Get started with 25 applications of ChatGPT and generative AI in learning and assessment shared in the form of prompts by Seb Dianati and Suman Laudari of Charles Darwin University.​

How AI can affect formative and summative assessment design

As AI technologies become ubiquitous, educators must consider how to design assignments that work with these tools in productive ways to aid learning and AI literacy. These resources explore practical ways to incorporate AI into task design and assessment strategies, taking into account students’ differing skill levels. 

How students’ GenAI skills and reflection affect assignment instructions: The ability to use GenAI is akin to time management or other learning skills that require practice. Here, Vincent Spezzo and Ilya Gokhman from Georgia Tech’s Center for 21st Century Universities offer tips to make sure lecturers’ instructions make sense to students with differing levels of AI experience.​

AI and assessment redesign: a four-step process: If GenAI tools mean institutions can no longer assure the integrity of individual assessments, the sector must focus on assuring the integrity of overall awards, write Samuel Doherty and Steven Warburton of the University of Newcastle, Australia.

Designing assessments with generative AI in mind: The proliferation of AI requires a balance between thoughtfully mitigating and responsibly promoting students’ use of the new tools. Kate Crane of Dalhousie University offers four strategies to help faculty chart a path forward.

AI as a learning aid for critical thinking

Critical thinking is a future-proof skill in high demand from employers. The arrival of artificial intelligence, specifically GenAI, makes honing critical thinking among students and academics even more vital since large language models excel in lower-order tasks such as reproducing information but are limited in their higher order analytical abilities. These resources explore how to use GenAI to train students in critical analysis and interrogation. 

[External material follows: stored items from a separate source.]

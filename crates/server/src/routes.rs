use std::sync::Arc;

use axum::{
    extract::{Path, State},
    http::{HeaderMap, StatusCode},
    routing::{get, post},
    Json, Router,
};
use chrono::{DateTime, Utc};
use serde::{Deserialize, Serialize};
use tracing::{info, warn};
use uuid::Uuid;

use navigator_agent::{Orchestrator, TurnReply, TurnRequest};
use navigator_core::domain::session::{CloseReason, Session, SessionId};
use navigator_core::errors::{ApplicationError, InterfaceError};

pub const CORRELATION_HEADER: &str = "x-correlation-id";

#[derive(Clone)]
pub struct ApiState {
    orchestrator: Arc<Orchestrator>,
}

#[derive(Debug, Deserialize)]
pub struct TurnBody {
    #[serde(default)]
    pub session_id: Option<String>,
    pub text: String,
}

#[derive(Debug, Serialize)]
pub struct CloseResponse {
    pub session_id: SessionId,
    pub closed: bool,
    pub close_reason: Option<CloseReason>,
    pub closed_at: Option<DateTime<Utc>>,
}

#[derive(Debug, Serialize)]
pub struct ApiError {
    pub error: &'static str,
    pub message: &'static str,
    pub correlation_id: String,
}

type Rejection = (StatusCode, Json<ApiError>);

pub fn router(orchestrator: Arc<Orchestrator>) -> Router {
    Router::new()
        .route("/api/v1/turns", post(post_turn))
        .route("/api/v1/sessions/{session_id}", get(get_session))
        .route("/api/v1/sessions/{session_id}/close", post(close_session))
        .with_state(ApiState { orchestrator })
}

async fn post_turn(
    State(state): State<ApiState>,
    headers: HeaderMap,
    Json(body): Json<TurnBody>,
) -> Result<Json<TurnReply>, Rejection> {
    let correlation_id = correlation_id(&headers);
    info!(
        event_name = "api.turn.received",
        correlation_id = %correlation_id,
        session_id = body.session_id.as_deref().unwrap_or("new"),
        "turn request received"
    );

    let request = TurnRequest::new(body.session_id.map(SessionId), body.text)
        .with_correlation_id(correlation_id.clone());
    match state.orchestrator.handle_turn(request).await {
        Ok(reply) => Ok(Json(reply)),
        Err(error) => Err(reject(error, &correlation_id)),
    }
}

/// Session state for inspection. Private originals are never serialized.
async fn get_session(
    State(state): State<ApiState>,
    headers: HeaderMap,
    Path(session_id): Path<String>,
) -> Result<Json<Session>, Rejection> {
    let correlation_id = correlation_id(&headers);
    state
        .orchestrator
        .session_snapshot(&SessionId(session_id))
        .await
        .map(Json)
        .map_err(|error| reject(error, &correlation_id))
}

async fn close_session(
    State(state): State<ApiState>,
    headers: HeaderMap,
    Path(session_id): Path<String>,
) -> Result<Json<CloseResponse>, Rejection> {
    let correlation_id = correlation_id(&headers);
    let session = state
        .orchestrator
        .close_session(&SessionId(session_id), &correlation_id)
        .await
        .map_err(|error| reject(error, &correlation_id))?;

    Ok(Json(CloseResponse {
        closed: session.is_closed(),
        session_id: session.id,
        close_reason: session.close_reason,
        closed_at: session.closed_at,
    }))
}

fn correlation_id(headers: &HeaderMap) -> String {
    headers
        .get(CORRELATION_HEADER)
        .and_then(|value| value.to_str().ok())
        .map(str::trim)
        .filter(|value| !value.is_empty())
        .map(str::to_string)
        .unwrap_or_else(|| format!("req-{}", Uuid::new_v4()))
}

fn reject(error: ApplicationError, correlation_id: &str) -> Rejection {
    let interface = error.into_interface(correlation_id);
    let (status, code) = match &interface {
        InterfaceError::BadRequest { .. } => (StatusCode::BAD_REQUEST, "bad_request"),
        InterfaceError::NotFound { .. } => (StatusCode::NOT_FOUND, "not_found"),
        InterfaceError::Conflict { .. } => (StatusCode::CONFLICT, "conflict"),
        InterfaceError::ServiceUnavailable { .. } => {
            (StatusCode::SERVICE_UNAVAILABLE, "service_unavailable")
        }
        InterfaceError::Internal { .. } => (StatusCode::INTERNAL_SERVER_ERROR, "internal"),
    };
    warn!(
        event_name = "api.request.rejected",
        correlation_id = %correlation_id,
        status = status.as_u16(),
        error = %interface,
        "request rejected"
    );

    (
        status,
        Json(ApiError {
            error: code,
            message: interface.user_message(),
            correlation_id: interface.correlation_id().to_string(),
        }),
    )
}

#[cfg(test)]
mod tests {
    use std::sync::Arc;
    use std::time::Duration;

    use axum::{
        body::Body,
        http::{Request, StatusCode},
        Router,
    };
    use serde_json::{json, Value};
    use tower::ServiceExt;

    use navigator_agent::tools::{demo_registry, RetryPolicy};
    use navigator_agent::{
        AgentRegistry, Orchestrator, OrchestratorSettings, SafetyGate, ToolGateway,
    };

    use super::{router, CORRELATION_HEADER};

    fn app() -> Router {
        let tools =
            ToolGateway::new(demo_registry(), RetryPolicy::default(), Duration::from_secs(1), 1);
        let orchestrator = Orchestrator::new(
            AgentRegistry::with_builtin(),
            tools,
            SafetyGate::default(),
            OrchestratorSettings::default(),
        );
        router(Arc::new(orchestrator))
    }

    fn post_json(uri: &str, body: Value) -> Request<Body> {
        Request::builder()
            .method("POST")
            .uri(uri)
            .header("content-type", "application/json")
            .header(CORRELATION_HEADER, "req-test")
            .body(Body::from(body.to_string()))
            .expect("request")
    }

    fn get(uri: &str) -> Request<Body> {
        Request::builder().uri(uri).body(Body::empty()).expect("request")
    }

    async fn send(app: &Router, request: Request<Body>) -> (StatusCode, Value) {
        let response = app.clone().oneshot(request).await.expect("response");
        let status = response.status();
        let bytes = axum::body::to_bytes(response.into_body(), usize::MAX).await.expect("body");
        (status, serde_json::from_slice(&bytes).unwrap_or(Value::Null))
    }

    #[tokio::test]
    async fn first_turn_opens_a_session_and_answers() {
        let app = app();
        let (status, body) = send(
            &app,
            post_json(
                "/api/v1/turns",
                json!({ "text": "I want to find a detox center near Atlanta, GA" }),
            ),
        )
        .await;

        assert_eq!(status, StatusCode::OK);
        assert!(body["session_id"].as_str().is_some_and(|id| id.starts_with("sess-")));
        assert!(body["reply"].as_str().unwrap_or_default().contains("Peachtree Recovery Center"));
        assert_eq!(body["closed"], false);
        assert_eq!(body["agent"], "facility_search");
    }

    #[tokio::test]
    async fn session_inspection_never_exposes_private_originals() {
        let app = app();
        let (_, opened) = send(
            &app,
            post_json(
                "/api/v1/turns",
                json!({
                    "text": "My name is Jane Doe, phone 555-111-2222, I need outpatient care"
                }),
            ),
        )
        .await;
        let session_id = opened["session_id"].as_str().expect("session id").to_string();

        let (status, session) = send(&app, get(&format!("/api/v1/sessions/{session_id}"))).await;

        assert_eq!(status, StatusCode::OK);
        assert_eq!(session["phase"], "awaiting_input");
        assert_eq!(session["turns"].as_array().map(Vec::len), Some(1));
        assert_eq!(
            session["turns"][0]["user_text"],
            "My name is [REDACTED], phone [REDACTED], I need outpatient care"
        );
        let raw = session.to_string();
        assert!(!raw.contains("Jane Doe"));
        assert!(!raw.contains("555-111-2222"));
    }

    #[tokio::test]
    async fn closed_sessions_answer_with_conflict() {
        let app = app();
        let (_, opened) =
            send(&app, post_json("/api/v1/turns", json!({ "text": "I need help with treatment" })))
                .await;
        let session_id = opened["session_id"].as_str().expect("session id").to_string();

        let (status, closed) = send(
            &app,
            post_json(&format!("/api/v1/sessions/{session_id}/close"), json!({})),
        )
        .await;
        assert_eq!(status, StatusCode::OK);
        assert_eq!(closed["closed"], true);
        assert_eq!(closed["close_reason"], "explicit");

        let (status, body) = send(
            &app,
            post_json("/api/v1/turns", json!({ "session_id": session_id, "text": "hello" })),
        )
        .await;
        assert_eq!(status, StatusCode::CONFLICT);
        assert_eq!(body["error"], "conflict");
        assert_eq!(body["correlation_id"], "req-test");
    }

    #[tokio::test]
    async fn unknown_sessions_and_blank_text_are_client_errors() {
        let app = app();

        let (status, body) = send(&app, get("/api/v1/sessions/sess-missing")).await;
        assert_eq!(status, StatusCode::NOT_FOUND);
        assert_eq!(body["error"], "not_found");

        let (status, _) = send(
            &app,
            post_json("/api/v1/turns", json!({ "session_id": "sess-missing", "text": "hi" })),
        )
        .await;
        assert_eq!(status, StatusCode::NOT_FOUND);

        let (status, body) = send(&app, post_json("/api/v1/turns", json!({ "text": "  " }))).await;
        assert_eq!(status, StatusCode::BAD_REQUEST);
        assert_eq!(body["error"], "bad_request");

        let (status, _) = send(&app, post_json("/api/v1/turns", json!({ "message": "hi" }))).await;
        assert!(status.is_client_error());
    }
}
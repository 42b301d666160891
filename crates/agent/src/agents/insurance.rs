use async_trait::async_trait;
use futures::future::join_all;
use serde_json::{json, Value};

use navigator_core::domain::agent::{AgentId, AgentResponse};
use navigator_core::domain::session::SlotKey;
use navigator_core::domain::tool::{ToolName, ToolResult, ToolStatus};

use super::{intent_slots, wrap_up_or_redirect, AgentContext, AgentFailure, AgentHandler};

const ASK_PAYER: &str = "Which insurance do you have? For example Aetna, Cigna, Medicaid, \
    or Blue Cross Blue Shield.";

#[derive(Clone, Copy, Debug, PartialEq, Eq)]
pub enum Coverage {
    Accepted,
    Declined,
    Unconfirmed,
}

impl Coverage {
    fn from_result(result: &ToolResult) -> Self {
        match &result.status {
            ToolStatus::Succeeded { payload } => match payload.get("accepted") {
                Some(Value::Bool(true)) => Self::Accepted,
                Some(Value::Bool(false)) => Self::Declined,
                _ => Self::Unconfirmed,
            },
            _ => Self::Unconfirmed,
        }
    }
}

pub fn payer_display_name(payer: &str) -> String {
    match payer {
        "bcbs" => "Blue Cross Blue Shield".to_string(),
        "unitedhealthcare" => "UnitedHealthcare".to_string(),
        other => {
            let mut chars = other.chars();
            match chars.next() {
                Some(first) => first.to_uppercase().chain(chars).collect(),
                None => String::new(),
            }
        }
    }
}

/// Checks each payer the user named against the selected facility, concurrently.
#[derive(Clone, Debug, Default)]
pub struct InsuranceVerificationAgent;

impl InsuranceVerificationAgent {
    pub fn new() -> Self {
        Self
    }
}

#[async_trait]
impl AgentHandler for InsuranceVerificationAgent {
    fn id(&self) -> AgentId {
        AgentId::InsuranceVerification
    }

    async fn handle(&self, context: &AgentContext<'_>) -> Result<AgentResponse, AgentFailure> {
        if let Some(response) = wrap_up_or_redirect(self.id(), context) {
            return Ok(response);
        }

        let intent = context.intent;
        let payers = if intent.payers.is_empty() {
            context.slot_list(SlotKey::InsurancePayers)
        } else {
            intent.payers.clone()
        };
        if payers.is_empty() {
            return Ok(AgentResponse::reply(ASK_PAYER).with_slots(intent_slots(intent)));
        }

        let facility_id = context.slot(SlotKey::SelectedFacilityId);
        let results = join_all(payers.iter().map(|payer| {
            context.tools.call(
                ToolName::InsuranceVerification,
                json!({ "payer": payer, "facility_id": facility_id }),
            )
        }))
        .await;

        let facility = facility_id.map(|_| context.selected_facility_name());
        let mut response = AgentResponse::reply(render_coverage(
            &payers,
            &results,
            facility.as_deref(),
            true,
        ))
        .with_slots(intent_slots(intent))
        .with_slot(SlotKey::InsurancePayers, payers.join(","))
        .completed();
        for result in results {
            response = response.with_tool_result(result);
        }
        Ok(response)
    }

    async fn regenerate(
        &self,
        context: &AgentContext<'_>,
        rejected: &AgentResponse,
    ) -> Result<AgentResponse, AgentFailure> {
        let results = rejected
            .tool_results
            .iter()
            .filter(|result| result.invocation.tool == ToolName::InsuranceVerification)
            .cloned()
            .collect::<Vec<_>>();
        if results.is_empty() {
            return Err(AgentFailure::RegenerationUnsupported(self.id()));
        }
        let payers = results
            .iter()
            .map(|result| {
                result
                    .invocation
                    .arguments
                    .get("payer")
                    .and_then(Value::as_str)
                    .unwrap_or("your plan")
                    .to_string()
            })
            .collect::<Vec<_>>();
        let facility = context.slot(SlotKey::SelectedFacilityId).map(|_| {
            context.selected_facility_name()
        });
        Ok(AgentResponse {
            draft: render_coverage(&payers, &results, facility.as_deref(), false),
            ..rejected.clone()
        })
    }
}

fn render_coverage(
    payers: &[String],
    results: &[ToolResult],
    facility: Option<&str>,
    detailed: bool,
) -> String {
    let header = match facility {
        Some(name) => format!("Here's what I found for {name}:"),
        None => "Here's what I found:".to_string(),
    };
    let mut lines = vec![header];
    let mut any_unconfirmed = false;
    for (payer, result) in payers.iter().zip(results) {
        let coverage = Coverage::from_result(result);
        let status = match coverage {
            Coverage::Accepted => "accepted",
            Coverage::Declined => "not accepted",
            Coverage::Unconfirmed => {
                any_unconfirmed = true;
                "unconfirmed, I couldn't verify this one"
            }
        };
        lines.push(format!("- {}: {status}", payer_display_name(payer)));
    }
    if detailed && any_unconfirmed {
        lines.push(
            "For anything unconfirmed, please call the facility or your insurer to check \
             coverage before your visit."
                .to_string(),
        );
    }
    lines.join("\n")
}
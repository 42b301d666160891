use thiserror::Error;

use crate::domain::session::SessionId;
use crate::flows::FlowTransitionError;

#[derive(Clone, Debug, Error, PartialEq, Eq)]
pub enum DomainError {
    #[error("session {0} is closed")]
    SessionClosed(SessionId),
    #[error(transparent)]
    FlowTransition(#[from] FlowTransitionError),
    #[error("domain invariant violation: {0}")]
    InvariantViolation(String),
}

#[derive(Clone, Debug, Error, PartialEq, Eq)]
pub enum ApplicationError {
    #[error(transparent)]
    Domain(#[from] DomainError),
    #[error("session {0} not found")]
    SessionNotFound(SessionId),
    #[error("invalid input: {0}")]
    InvalidInput(String),
    #[error("persistence failure: {0}")]
    Persistence(String),
    #[error("integration failure: {0}")]
    Integration(String),
    #[error("configuration failure: {0}")]
    Configuration(String),
}

#[derive(Clone, Debug, Error, PartialEq, Eq)]
pub enum InterfaceError {
    #[error("bad request: {message}")]
    BadRequest { message: String, correlation_id: String },
    #[error("not found: {message}")]
    NotFound { message: String, correlation_id: String },
    #[error("conflict: {message}")]
    Conflict { message: String, correlation_id: String },
    #[error("service unavailable: {message}")]
    ServiceUnavailable { message: String, correlation_id: String },
    #[error("internal error: {message}")]
    Internal { message: String, correlation_id: String },
}

impl InterfaceError {
    pub fn user_message(&self) -> &'static str {
        match self {
            Self::BadRequest { .. } => {
                "The request could not be processed. Check inputs and try again."
            }
            Self::NotFound { .. } => "That conversation could not be found.",
            Self::Conflict { .. } => {
                "This conversation has ended. Start a new conversation to continue."
            }
            Self::ServiceUnavailable { .. } => {
                "The service is temporarily unavailable. Please retry shortly."
            }
            Self::Internal { .. } => "An unexpected internal error occurred.",
        }
    }

    pub fn correlation_id(&self) -> &str {
        match self {
            Self::BadRequest { correlation_id, .. }
            | Self::NotFound { correlation_id, .. }
            | Self::Conflict { correlation_id, .. }
            | Self::ServiceUnavailable { correlation_id, .. }
            | Self::Internal { correlation_id, .. } => correlation_id,
        }
    }
}

impl ApplicationError {
    pub fn into_interface(self, correlation_id: impl Into<String>) -> InterfaceError {
        let correlation_id = correlation_id.into();
        let mut mapped = InterfaceError::from(self);
        match &mut mapped {
            InterfaceError::BadRequest { correlation_id: id, .. }
            | InterfaceError::NotFound { correlation_id: id, .. }
            | InterfaceError::Conflict { correlation_id: id, .. }
            | InterfaceError::ServiceUnavailable { correlation_id: id, .. }
            | InterfaceError::Internal { correlation_id: id, .. } => *id = correlation_id,
        }
        mapped
    }
}

impl From<ApplicationError> for InterfaceError {
    fn from(value: ApplicationError) -> Self {
        let unassigned = || "unassigned".to_owned();
        match value {
            ApplicationError::Domain(DomainError::SessionClosed(id)) => Self::Conflict {
                message: format!("session {id} is closed"),
                correlation_id: unassigned(),
            },
            ApplicationError::Domain(DomainError::FlowTransition(_))
            | ApplicationError::Domain(DomainError::InvariantViolation(_)) => Self::BadRequest {
                message: "domain validation failed".to_owned(),
                correlation_id: unassigned(),
            },
            ApplicationError::InvalidInput(message) => {
                Self::BadRequest { message, correlation_id: unassigned() }
            }
            ApplicationError::SessionNotFound(id) => Self::NotFound {
                message: format!("session {id} not found"),
                correlation_id: unassigned(),
            },
            ApplicationError::Persistence(message) | ApplicationError::Integration(message) => {
                Self::ServiceUnavailable { message, correlation_id: unassigned() }
            }
            ApplicationError::Configuration(message) => {
                Self::Internal { message, correlation_id: unassigned() }
            }
        }
    }
}

#[cfg(test)]
mod tests {
    use crate::domain::session::SessionId;
    use crate::errors::{ApplicationError, DomainError, InterfaceError};

    #[test]
    fn domain_error_maps_to_bad_request_interface_error() {
        let interface = ApplicationError::from(DomainError::InvariantViolation(
            "turn number skipped".to_owned(),
        ))
        .into_interface("req-1");

        assert!(matches!(
            interface,
            InterfaceError::BadRequest {
                ref correlation_id,
                ..
            } if correlation_id == "req-1"
        ));
        assert_eq!(
            interface.user_message(),
            "The request could not be processed. Check inputs and try again."
        );
    }

    #[test]
    fn closed_session_maps_to_conflict() {
        let interface = ApplicationError::from(DomainError::SessionClosed(SessionId(
            "sess-closed".to_owned(),
        )))
        .into_interface("req-2");

        assert!(matches!(interface, InterfaceError::Conflict { .. }));
        assert_eq!(interface.correlation_id(), "req-2");
    }

    #[test]
    fn unknown_session_maps_to_not_found() {
        let interface = ApplicationError::SessionNotFound(SessionId("sess-missing".to_owned()))
            .into_interface("req-3");

        assert!(matches!(
            interface,
            InterfaceError::NotFound { ref message, .. } if message.contains("sess-missing")
        ));
    }

    #[test]
    fn persistence_error_maps_to_service_unavailable() {
        let interface = ApplicationError::Persistence("database lock timeout".to_owned())
            .into_interface("req-4");

        assert!(matches!(interface, InterfaceError::ServiceUnavailable { .. }));
        assert_eq!(
            interface.user_message(),
            "The service is temporarily unavailable. Please retry shortly."
        );
    }

    #[test]
    fn configuration_error_maps_to_internal() {
        let interface =
            ApplicationError::Configuration("crisis resources missing".to_owned())
                .into_interface("req-5");

        assert!(matches!(interface, InterfaceError::Internal { .. }));
        assert_eq!(interface.user_message(), "An unexpected internal error occurred.");
    }
}
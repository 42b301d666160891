use thiserror::Error;

use navigator_core::archive::ArchiveError;

pub mod conversation;

pub use conversation::SqlConversationArchive;

#[derive(Debug, Error)]
pub enum RepositoryError {
    #[error("database error: {0}")]
    Database(#[from] sqlx::Error),
    #[error("decode error: {0}")]
    Decode(String),
    #[error("encode error: {0}")]
    Encode(String),
}

impl From<RepositoryError> for ArchiveError {
    fn from(error: RepositoryError) -> Self {
        match error {
            RepositoryError::Encode(message) => Self::Encode(message),
            other => Self::Storage(other.to_string()),
        }
    }
}
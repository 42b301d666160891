use async_trait::async_trait;
use serde_json::json;

use navigator_core::domain::agent::{AgentId, AgentResponse, Handoff};
use navigator_core::domain::session::SlotKey;
use navigator_core::domain::tool::{ToolName, ToolStatus};

use super::{intent_slots, wrap_up_or_redirect, AgentContext, AgentFailure, AgentHandler};

#[derive(Clone, Debug, Default)]
pub struct ReminderAgent;

impl ReminderAgent {
    pub fn new() -> Self {
        Self
    }
}

#[async_trait]
impl AgentHandler for ReminderAgent {
    fn id(&self) -> AgentId {
        AgentId::Reminder
    }

    async fn handle(&self, context: &AgentContext<'_>) -> Result<AgentResponse, AgentFailure> {
        if let Some(response) = wrap_up_or_redirect(self.id(), context) {
            return Ok(response);
        }
        let intent = context.intent;
        let response = AgentResponse::reply(String::new()).with_slots(intent_slots(intent));

        if let Some(status) = context.slot(SlotKey::ReminderStatus) {
            if intent.preferred_time.is_none() {
                let draft = if status == "unconfirmed" {
                    "Your earlier reminder request is still unconfirmed, so I won't set it again."
                } else {
                    "Your reminder is already set."
                };
                return Ok(AgentResponse { draft: draft.to_string(), ..response }
                    .with_handoff(Handoff::Complete));
            }
        }

        let appointment_id = context.slot(SlotKey::AppointmentId);
        let time = intent
            .preferred_time
            .clone()
            .or_else(|| context.slot(SlotKey::PreferredTime).map(str::to_string))
            .or_else(|| context.slot(SlotKey::AppointmentTime).map(str::to_string));
        let Some(time) = time else {
            return Ok(AgentResponse {
                draft: "When would you like me to remind you? For example \"Monday morning\" \
                        or \"tomorrow at 9am\"."
                    .to_string(),
                ..response
            });
        };

        let result = context
            .tools
            .call(
                ToolName::CreateReminder,
                json!({
                    "time": time,
                    "appointment_id": appointment_id,
                    "facility_name": context.slot(SlotKey::SelectedFacilityName),
                }),
            )
            .await;
        if matches!(result.status, ToolStatus::Failed { retryable: true, .. }) {
            return Err(AgentFailure::tool(result));
        }

        let response = match &result.status {
            ToolStatus::Succeeded { .. } => AgentResponse {
                draft: format!("Done. I've set a reminder for {time}."),
                ..response
            }
            .with_slot(SlotKey::ReminderStatus, "scheduled")
            .with_handoff(Handoff::Complete)
            .completed(),
            ToolStatus::Indeterminate { .. } => AgentResponse {
                draft: format!(
                    "I tried to set a reminder for {time}, but I couldn't confirm it was saved, \
                     so it's unconfirmed. Please don't set it again yet."
                ),
                ..response
            }
            .with_slot(SlotKey::ReminderStatus, "unconfirmed"),
            ToolStatus::Failed { .. } => AgentResponse {
                draft: format!(
                    "I couldn't set a reminder for {time}. Could you give me a different time?"
                ),
                ..response
            },
        };
        Ok(response.with_slot(SlotKey::PreferredTime, "").with_tool_result(result))
    }
}
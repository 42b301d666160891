use axum::{extract::State, http::StatusCode, routing::get, Json, Router};
use chrono::Utc;
use navigator_agent::SessionStore;
use navigator_db::DbPool;
use serde::Serialize;

#[derive(Clone)]
pub struct HealthState {
    db_pool: DbPool,
    sessions: SessionStore,
}

#[derive(Clone, Debug, PartialEq, Eq, Serialize)]
pub struct HealthCheck {
    pub status: &'static str,
    pub detail: String,
}

#[derive(Clone, Debug, PartialEq, Eq, Serialize)]
pub struct HealthResponse {
    pub status: &'static str,
    pub service: HealthCheck,
    pub database: HealthCheck,
    pub sessions: usize,
    pub checked_at: String,
}

pub fn router(db_pool: DbPool, sessions: SessionStore) -> Router {
    Router::new().route("/health", get(health)).with_state(HealthState { db_pool, sessions })
}

/// Reports 503 when the archive database is unreachable. Turns are still served.
pub async fn health(State(state): State<HealthState>) -> (StatusCode, Json<HealthResponse>) {
    let database = database_check(&state.db_pool).await;
    let ready = database.status == "ready";

    let payload = HealthResponse {
        status: if ready { "ready" } else { "degraded" },
        service: HealthCheck {
            status: "ready",
            detail: "navigator orchestrator initialized".to_string(),
        },
        database,
        sessions: state.sessions.len().await,
        checked_at: Utc::now().to_rfc3339(),
    };

    let status_code = if ready { StatusCode::OK } else { StatusCode::SERVICE_UNAVAILABLE };
    (status_code, Json(payload))
}

async fn database_check(pool: &DbPool) -> HealthCheck {
    match sqlx::query_scalar::<_, i64>("SELECT 1").fetch_one(pool).await {
        Ok(_) => HealthCheck { status: "ready", detail: "database query succeeded".to_string() },
        Err(error) => {
            HealthCheck { status: "degraded", detail: format!("database query failed: {error}") }
        }
    }
}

Use artificial intelligence to get your students thinking critically: Urbi Ghosh of Colorado State University Global shows how GenAI can enhance students’ analytical abilities when used as a critical thinking scaffold.​

In an artificially intelligent age, frame higher education around a new kind of thinking: A helpful by-product emerging from the advent of AI is that we are beginning to reflect more critically on the way we think, writes David Holland of the University of East Anglia as he argues for a reimagining of the educational mission.

AI detection, cheating and academic integrity

They are questions plaguing many university educators – how can you detect if students have used artificial intelligence for their work? And does it matter if they have? From the dependability of AI detectors to common features of AI generated content, these resources explore how academics might identify GenAI input and combat cheating but also whether a new understanding of academic integrity is needed for the digital age.

Can academics tell the difference between AI-generated and human-authored content? A recent study asked students and academics to distinguish between scientific abstracts generated by ChatGPT and those written by humans. The University of Adelaide's Omar Siddique analyses the results.

Will ChatGPT change our definitions of cheating? We can’t yet know if we have a full taxonomy of ChatGPT-enhanced mischief, or whether certain uses should be classed as mischief at all, writes Tom Muir of Oslo Metropolitan University.

Can we detect AI-written content? A look at common features of large language model-created writing and its implications for how educators might assess students’ knowledge and skills in the future, by Cesare Giulio Ardito of the University of Manchester.

Is it time to turn off AI detectors? In this extract from their new book, ‘Teaching with AI: A Practical Guide to a New Era of Human Learning’, José Antonio Bowen and C. Edward Watson discuss the reliability of AI detection tools and how to combat cheating without them.

How hard can it be? Testing the dependability of AI detection tools:​ Students are using artificial intelligence to write essays and other assessment tasks, but can they fool the AI detection tools? Daniel Lee and Edward Palmer of the University of Adelaide put a few to the test.

Rethinking assessment in an age of AI

With digital tools and AI readily available to all, the traditional essay exam is fraught with challenges. But many educators have welcomed this forced rethink of university assessments learning towards more authentic activities and assignments in which real-world skills and understanding are assessed. From presentations and discussions to group projects, these resources outline alternative ways to evaluate learning that mitigate or work alongside GenAI.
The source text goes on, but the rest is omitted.